First and foremost, we must understand what Paul is arguing for. What is the context and object of Paul's argument? Paul is trying to vindicate the law from the charge of causing sin.

“What shall we say then? Is the law sin? God forbid!” Rom. 7:7

“Wherefore the law is holy, and the commandment holy, and just, and good.” Rom. 7:12

The rest of Paul's argument explains how the law, or the work of the law upon the mind, is not the fault of sin. But that sin is the fault of the sinner, of the choice of the sinners own inner heart. So Paul explains how the fault is not with the law, but with the sinner. And we must also understand that Paul is not explaining his own Christian experience. Paul is going on a narrative to explain how the law of God, working on the mind of a sinner, brings the man into a state of misery.

“For I was alive without the law once: but when the commandment came, sin revived and I died. And the commandment which was ordained to life, I found to be unto death.” Rom. 7:9-10.

Paul started off explaining how a sinner is careless, but then the commandment comes and convicts him and he becomes miserable.

“For we know that the law is spiritual, but I am carnal sold under sin.” Rom. 7:14

The law commands me to walk after the spiritual things, to live a life of morality, but I am living for myself, for my own selfish gratification, I have given myself to sin (Isa. 50:1; 52:3).

“For that which I do I allow not, for what I would that do I not; but what I hate, that do I.” Rom. 7:15

That which I choose, my convicted mind condemns. That which my mind requires, I do not choose. But what my mind condemns, that I choose.

“If then I do that which I would not, I consent unto the law that it is good.” Rom. 7:16

If then I choose that which my mind condemns, I mentally consent unto the goodness of the law.
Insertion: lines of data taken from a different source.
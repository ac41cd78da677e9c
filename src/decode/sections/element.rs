use crate::core::ElementEntry;
use crate::core::indices::{FuncIdx, TableIdx};
use crate::core::instruction::ConstExpr;
use crate::decode::error::DecodeError;
use crate::decode::reader::Reader;
use crate::visitor::Visitor;

/// Each entry is a table index, an offset expression and a vector of function indices. The
/// indices are reported one by one between `element_entry` and `element_entry_end`.
///
/// <https://www.w3.org/TR/wasm-core-1/#element-section%E2%91%A0>
pub(crate) fn decode_element_section<V: Visitor + ?Sized>(
    reader: &mut Reader<'_>,
    visitor: &mut V,
) -> Result<(), DecodeError> {
    let count = reader.read_var_u32()?;
    visitor.element_section(count)?;

    for index in 0..count {
        let table_index = TableIdx(reader.read_var_u32()?);
        let offset = ConstExpr::decode(reader)?;
        let element_count = reader.read_var_u32()?;
        let entry = ElementEntry {
            table_index,
            offset,
            element_count,
        };

        visitor.element_entry(index, &entry)?;
        for i in 0..element_count {
            visitor.element(i, FuncIdx(reader.read_var_u32()?))?;
        }
        visitor.element_entry_end(index, &entry)?;
    }

    Ok(())
}
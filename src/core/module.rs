use super::indices::{FuncIdx, MemIdx, TableIdx, TypeIdx};
use super::instruction::{ConstExpr, Instruction};
use super::types::{ExternalKind, FunctionType, GlobalType, MemoryType, TableType, ValueType};
use crate::decode::Reader;
use std::fmt;

/// The preamble of every module: the magic number `\0asm` followed by the format version.
///
/// <https://www.w3.org/TR/wasm-core-1/#binary-magic>
#[derive(Debug, PartialEq, Eq, Clone, Copy)]
pub struct ModuleHeader {
    pub magic: u32,
    pub version: u32,
}

/// Section ids in their binary encoding order.
///
/// <https://www.w3.org/TR/wasm-core-1/#sections>
#[derive(Debug, PartialEq, Eq, PartialOrd, Ord, Clone, Copy, Hash)]
pub enum SectionKind {
    Custom,
    Type,
    Import,
    Function,
    Table,
    Memory,
    Global,
    Export,
    Start,
    Element,
    Code,
    Data,
}

impl SectionKind {
    pub fn name(self) -> &'static str {
        match self {
            SectionKind::Custom => "custom",
            SectionKind::Type => "type",
            SectionKind::Import => "import",
            SectionKind::Function => "function",
            SectionKind::Table => "table",
            SectionKind::Memory => "memory",
            SectionKind::Global => "global",
            SectionKind::Export => "export",
            SectionKind::Start => "start",
            SectionKind::Element => "element",
            SectionKind::Code => "code",
            SectionKind::Data => "data",
        }
    }
}

impl fmt::Display for SectionKind {
    fn fmt(&self, f: &mut fmt::Formatter<'_>) -> fmt::Result {
        f.write_str(self.name())
    }
}

/// Each section consists of a one-byte section id, the u32 size of the contents (in bytes),
/// and the actual contents, whose structure is dependent on the section id.
///
/// `offset` is the position of the first content byte. `name` is only set for custom sections.
#[derive(Debug, PartialEq, Eq, Clone)]
pub struct Section {
    pub kind: SectionKind,
    pub length: u32,
    pub offset: usize,
    pub name: Option<String>,
}

impl Section {
    /// The offset one past the last content byte.
    pub fn end(&self) -> usize {
        self.offset.saturating_add(self.length as usize)
    }
}

/// The descriptor of an import, tagged by the external kind read from the wire.
#[derive(Debug, PartialEq, Eq, Clone)]
pub enum ImportKind {
    Function(TypeIdx),
    Table(TableType),
    Memory(MemoryType),
    Global(GlobalType),
}

impl ImportKind {
    pub fn external_kind(&self) -> ExternalKind {
        match self {
            ImportKind::Function(_) => ExternalKind::Function,
            ImportKind::Table(_) => ExternalKind::Table,
            ImportKind::Memory(_) => ExternalKind::Memory,
            ImportKind::Global(_) => ExternalKind::Global,
        }
    }
}

/// <https://www.w3.org/TR/wasm-core-1/#binary-importsec>
#[derive(Debug, PartialEq, Eq, Clone)]
pub struct ImportEntry {
    pub module: String,
    pub field: String,
    pub kind: ImportKind,
}

/// <https://www.w3.org/TR/wasm-core-1/#binary-exportsec>
#[derive(Debug, PartialEq, Eq, Clone)]
pub struct ExportEntry {
    pub field: String,
    pub kind: ExternalKind,
    pub index: u32,
}

#[derive(Debug, PartialEq, Clone, Copy)]
pub struct GlobalEntry {
    pub ty: GlobalType,
    pub init: ConstExpr,
}

/// The header of an element segment. Its function indices follow as separate events.
///
/// <https://www.w3.org/TR/wasm-core-1/#binary-elemsec>
#[derive(Debug, PartialEq, Clone, Copy)]
pub struct ElementEntry {
    pub table_index: TableIdx,
    pub offset: ConstExpr,
    pub element_count: u32,
}

/// A data segment borrowing its initializer bytes from the input.
///
/// <https://www.w3.org/TR/wasm-core-1/#binary-datasec>
#[derive(Debug, PartialEq, Clone, Copy)]
pub struct DataSegment<'a> {
    pub memory_index: MemIdx,
    pub offset: ConstExpr,
    pub data: &'a [u8],
}

/// A run of `count` locals sharing one type.
#[derive(Debug, PartialEq, Eq, Clone, Copy)]
pub struct LocalEntry {
    pub count: u32,
    pub value_type: ValueType,
}

/// A function body whose local declarations have been decoded but whose instructions have not.
///
/// `offset` is the position of the body's size field, `size` the byte length that follows it.
#[derive(Debug, Clone)]
pub struct FunctionBody<'a> {
    pub index: u32,
    pub size: u32,
    pub offset: usize,
    pub locals: Vec<LocalEntry>,
    pub(crate) code: Reader<'a>,
}

impl<'a> FunctionBody<'a> {
    /// A cursor over the undecoded instruction bytes, positioned at the first opcode.
    pub fn code(&self) -> Reader<'a> {
        self.code
    }

    /// The total number of locals declared, excluding parameters.
    pub fn local_count(&self) -> u64 {
        self.locals.iter().map(|l| u64::from(l.count)).sum()
    }
}

/// A custom section kept by [`ModuleBuilder`](crate::visitor::ModuleBuilder).
#[derive(Debug, PartialEq, Eq, Clone)]
pub struct CustomSection {
    pub name: String,
    pub data: Vec<u8>,
}

#[derive(Debug, PartialEq, Clone)]
pub struct Element {
    pub table_index: TableIdx,
    pub offset: ConstExpr,
    pub functions: Vec<FuncIdx>,
}

#[derive(Debug, PartialEq, Clone)]
pub struct Function {
    pub locals: Vec<LocalEntry>,
    /// Every instruction of the body, including its final `end`.
    pub body: Vec<Instruction>,
}

#[derive(Debug, PartialEq, Clone)]
pub struct Data {
    pub memory_index: MemIdx,
    pub offset: ConstExpr,
    pub bytes: Vec<u8>,
}

/// An owned, fully decoded module as accumulated by
/// [`ModuleBuilder`](crate::visitor::ModuleBuilder).
///
/// The decoder itself never builds one; this is what a visitor that wants the whole module
/// in memory ends up with.
///
/// <https://www.w3.org/TR/wasm-core-1/#modules>
#[derive(Debug, PartialEq, Clone, Default)]
pub struct Module {
    pub version: u32,

    /// Every section in wire order, custom sections included.
    pub sections: Vec<Section>,

    pub custom_sections: Vec<CustomSection>,

    pub types: Vec<FunctionType>,

    pub imports: Vec<ImportEntry>,

    /// The type index of each function defined (not imported) by the module.
    pub functions: Vec<TypeIdx>,

    pub tables: Vec<TableType>,

    pub memories: Vec<MemoryType>,

    pub globals: Vec<GlobalEntry>,

    pub exports: Vec<ExportEntry>,

    pub start: Option<FuncIdx>,

    pub elements: Vec<Element>,

    pub code: Vec<Function>,

    pub data: Vec<Data>,
}

impl Module {
    /// The number of imports of the given kind; defined entities are indexed after these.
    pub fn imported(&self, kind: ExternalKind) -> usize {
        self.imports
            .iter()
            .filter(|i| i.kind.external_kind() == kind)
            .count()
    }

    /// The signature of the function at `idx` in the function index space, imports first.
    pub fn function_type(&self, idx: FuncIdx) -> Option<&FunctionType> {
        let idx = idx.0 as usize;
        let type_idx = self
            .imports
            .iter()
            .filter_map(|i| match i.kind {
                ImportKind::Function(t) => Some(t),
                _ => None,
            })
            .chain(self.functions.iter().copied())
            .nth(idx)?;
        self.types.get(type_idx.0 as usize)
    }
}
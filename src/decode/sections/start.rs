use crate::core::indices::FuncIdx;
use crate::decode::error::DecodeError;
use crate::decode::reader::Reader;
use crate::visitor::Visitor;

/// <https://www.w3.org/TR/wasm-core-1/#start-section%E2%91%A0>
pub(crate) fn decode_start_section<V: Visitor + ?Sized>(
    reader: &mut Reader<'_>,
    visitor: &mut V,
) -> Result<(), DecodeError> {
    visitor.start_function(FuncIdx(reader.read_var_u32()?))
}
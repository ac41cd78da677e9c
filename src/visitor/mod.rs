//! The output side of decoding.
//!
//! A [`Decoder`](crate::decode::Decoder) pushes every record it reads into a [`Visitor`], in
//! wire order, and keeps nothing for itself. A visitor that wants a module in memory has to
//! build it (see [`ModuleBuilder`]).
//!
//! Ordering contract:
//! - `module_start` and `header` come first, `module_end` comes last.
//! - every section is bracketed by `section_start`/`section_end`, with nothing from another
//!   section in between;
//! - a section's `*_section(count)` call precedes its `count` entry calls;
//! - an element entry is followed by its `element` calls and then `element_entry_end`;
//! - `function_body` is immediately followed by `function_body_end` for the same body.
//!
//! Returning an error from any method aborts decoding and the error is handed back to the
//! caller unchanged.
use crate::core::indices::{FuncIdx, TypeIdx};
use crate::core::types::{FunctionType, MemoryType, TableType};
use crate::core::{
    DataSegment, ElementEntry, ExportEntry, FunctionBody, GlobalEntry, ImportEntry, ModuleHeader,
    Section,
};
use crate::decode::DecodeError;

mod builder;
mod sizes;
mod tee;

pub use builder::ModuleBuilder;
pub use sizes::{SectionSize, SectionSizes};
pub use tee::Tee;

/// A sink of decode events. Every method defaults to doing nothing, so an implementation only
/// overrides the events it cares about.
///
/// Entry indices are positions within their section, starting at zero.
#[allow(unused_variables)]
pub trait Visitor {
    fn module_start(&mut self) -> Result<(), DecodeError> {
        Ok(())
    }

    fn module_end(&mut self) -> Result<(), DecodeError> {
        Ok(())
    }

    fn header(&mut self, header: &ModuleHeader) -> Result<(), DecodeError> {
        Ok(())
    }

    fn section_start(&mut self, section: &Section) -> Result<(), DecodeError> {
        Ok(())
    }

    fn section_end(&mut self, section: &Section) -> Result<(), DecodeError> {
        Ok(())
    }

    /// The payload of a custom section, following its name. The decoder skips it afterwards.
    fn custom_section(&mut self, section: &Section, payload: &[u8]) -> Result<(), DecodeError> {
        Ok(())
    }

    fn type_section(&mut self, count: u32) -> Result<(), DecodeError> {
        Ok(())
    }

    fn type_entry(&mut self, index: u32, ty: &FunctionType) -> Result<(), DecodeError> {
        Ok(())
    }

    fn import_section(&mut self, count: u32) -> Result<(), DecodeError> {
        Ok(())
    }

    fn import_entry(&mut self, index: u32, entry: &ImportEntry) -> Result<(), DecodeError> {
        Ok(())
    }

    fn function_section(&mut self, count: u32) -> Result<(), DecodeError> {
        Ok(())
    }

    fn function_entry(&mut self, index: u32, type_index: TypeIdx) -> Result<(), DecodeError> {
        Ok(())
    }

    fn table_section(&mut self, count: u32) -> Result<(), DecodeError> {
        Ok(())
    }

    fn table_entry(&mut self, index: u32, table: &TableType) -> Result<(), DecodeError> {
        Ok(())
    }

    fn memory_section(&mut self, count: u32) -> Result<(), DecodeError> {
        Ok(())
    }

    fn memory_entry(&mut self, index: u32, memory: &MemoryType) -> Result<(), DecodeError> {
        Ok(())
    }

    fn global_section(&mut self, count: u32) -> Result<(), DecodeError> {
        Ok(())
    }

    fn global_entry(&mut self, index: u32, global: &GlobalEntry) -> Result<(), DecodeError> {
        Ok(())
    }

    fn export_section(&mut self, count: u32) -> Result<(), DecodeError> {
        Ok(())
    }

    fn export_entry(&mut self, index: u32, entry: &ExportEntry) -> Result<(), DecodeError> {
        Ok(())
    }

    fn start_function(&mut self, function: FuncIdx) -> Result<(), DecodeError> {
        Ok(())
    }

    fn element_section(&mut self, count: u32) -> Result<(), DecodeError> {
        Ok(())
    }

    fn element_entry(&mut self, index: u32, entry: &ElementEntry) -> Result<(), DecodeError> {
        Ok(())
    }

    /// One function index of the element entry most recently started.
    fn element(&mut self, index: u32, function: FuncIdx) -> Result<(), DecodeError> {
        Ok(())
    }

    fn element_entry_end(&mut self, index: u32, entry: &ElementEntry) -> Result<(), DecodeError> {
        Ok(())
    }

    fn code_section(&mut self, count: u32) -> Result<(), DecodeError> {
        Ok(())
    }

    /// A function body with its locals decoded. Its instructions can be decoded on the spot
    /// through [`FunctionBody::instructions`], or not at all.
    fn function_body(&mut self, body: &FunctionBody<'_>) -> Result<(), DecodeError> {
        Ok(())
    }

    fn function_body_end(&mut self, body: &FunctionBody<'_>) -> Result<(), DecodeError> {
        Ok(())
    }

    fn data_section(&mut self, count: u32) -> Result<(), DecodeError> {
        Ok(())
    }

    fn data_segment(&mut self, index: u32, segment: &DataSegment<'_>) -> Result<(), DecodeError> {
        Ok(())
    }
}

/// A visitor that ignores everything.
#[derive(Debug, Default, Clone, Copy)]
pub struct NoOpVisitor;

impl Visitor for NoOpVisitor {}

impl<V: Visitor + ?Sized> Visitor for &mut V {
    fn module_start(&mut self) -> Result<(), DecodeError> {
        (**self).module_start()
    }

    fn module_end(&mut self) -> Result<(), DecodeError> {
        (**self).module_end()
    }

    fn header(&mut self, header: &ModuleHeader) -> Result<(), DecodeError> {
        (**self).header(header)
    }

    fn section_start(&mut self, section: &Section) -> Result<(), DecodeError> {
        (**self).section_start(section)
    }

    fn section_end(&mut self, section: &Section) -> Result<(), DecodeError> {
        (**self).section_end(section)
    }

    fn custom_section(&mut self, section: &Section, payload: &[u8]) -> Result<(), DecodeError> {
        (**self).custom_section(section, payload)
    }

    fn type_section(&mut self, count: u32) -> Result<(), DecodeError> {
        (**self).type_section(count)
    }

    fn type_entry(&mut self, index: u32, ty: &FunctionType) -> Result<(), DecodeError> {
        (**self).type_entry(index, ty)
    }

    fn import_section(&mut self, count: u32) -> Result<(), DecodeError> {
        (**self).import_section(count)
    }

    fn import_entry(&mut self, index: u32, entry: &ImportEntry) -> Result<(), DecodeError> {
        (**self).import_entry(index, entry)
    }

    fn function_section(&mut self, count: u32) -> Result<(), DecodeError> {
        (**self).function_section(count)
    }

    fn function_entry(&mut self, index: u32, type_index: TypeIdx) -> Result<(), DecodeError> {
        (**self).function_entry(index, type_index)
    }

    fn table_section(&mut self, count: u32) -> Result<(), DecodeError> {
        (**self).table_section(count)
    }

    fn table_entry(&mut self, index: u32, table: &TableType) -> Result<(), DecodeError> {
        (**self).table_entry(index, table)
    }

    fn memory_section(&mut self, count: u32) -> Result<(), DecodeError> {
        (**self).memory_section(count)
    }

    fn memory_entry(&mut self, index: u32, memory: &MemoryType) -> Result<(), DecodeError> {
        (**self).memory_entry(index, memory)
    }

    fn global_section(&mut self, count: u32) -> Result<(), DecodeError> {
        (**self).global_section(count)
    }

    fn global_entry(&mut self, index: u32, global: &GlobalEntry) -> Result<(), DecodeError> {
        (**self).global_entry(index, global)
    }

    fn export_section(&mut self, count: u32) -> Result<(), DecodeError> {
        (**self).export_section(count)
    }

    fn export_entry(&mut self, index: u32, entry: &ExportEntry) -> Result<(), DecodeError> {
        (**self).export_entry(index, entry)
    }

    fn start_function(&mut self, function: FuncIdx) -> Result<(), DecodeError> {
        (**self).start_function(function)
    }

    fn element_section(&mut self, count: u32) -> Result<(), DecodeError> {
        (**self).element_section(count)
    }

    fn element_entry(&mut self, index: u32, entry: &ElementEntry) -> Result<(), DecodeError> {
        (**self).element_entry(index, entry)
    }

    fn element(&mut self, index: u32, function: FuncIdx) -> Result<(), DecodeError> {
        (**self).element(index, function)
    }

    fn element_entry_end(&mut self, index: u32, entry: &ElementEntry) -> Result<(), DecodeError> {
        (**self).element_entry_end(index, entry)
    }

    fn code_section(&mut self, count: u32) -> Result<(), DecodeError> {
        (**self).code_section(count)
    }

    fn function_body(&mut self, body: &FunctionBody<'_>) -> Result<(), DecodeError> {
        (**self).function_body(body)
    }

    fn function_body_end(&mut self, body: &FunctionBody<'_>) -> Result<(), DecodeError> {
        (**self).function_body_end(body)
    }

    fn data_section(&mut self, count: u32) -> Result<(), DecodeError> {
        (**self).data_section(count)
    }

    fn data_segment(&mut self, index: u32, segment: &DataSegment<'_>) -> Result<(), DecodeError> {
        (**self).data_segment(index, segment)
    }
}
“Now then, it is no more I that do it, but sin that dwelleth in me.” Rom. 7:17

Therefore, it is not my convicted mind that causes me to sin, but it is the choice of my own inner heart. Sin comes out of the heart (Matt. 15:19; Mk. 7:21), it is a choice to let sin reign inside of you (Job 11:14, Matt. 23:26, Rom. 6:12).

“For I know that in me (that is, in my flesh) dwelleth no good thing” Rom. 7:18

I know, through the conviction of the law upon my mind, that my heart is in total rebellion against God.

“For to will is present with me: but to perform that which is good I find not.” Rom. 7:18

The ability to will is present with me, but to actually perform t hat which my mind confirms as good I find that I do not choose.

“For the good that I would I do not: but the evil which I would not, that I do.” Rom. 7:19

For the good that my mind tells me should be chosen, I do not choose. But the evil which my mind condemns, that I choose.

“Now if I do that I would not, it is no more I that do it, but sin that dwelleth in me.” Rom. 7:20

If my heart chooses that which my convicted mind condemns, it is not my convicted minds fault, but it is the fault of the choice of my own inner heart. Sin comes out of the heart (Matt. 15:19; Mk. 7:21), it is a choice to let sin reign inside of you (Job 11:14, Matt. 23:26, Rom. 6:12). The fact that I do what I know I shouldn't, this proves that sin is still in my heart.

“I find then a law, that when I would do good, evil is present with me.” Rom. 7:21

I see then a habit, that when my convicted mind commands me to do good, my heart is still evil.

“For I delight in the law of God after the inward man.” Rom. 7:22

My inner conscience sees the goodness of the law of God.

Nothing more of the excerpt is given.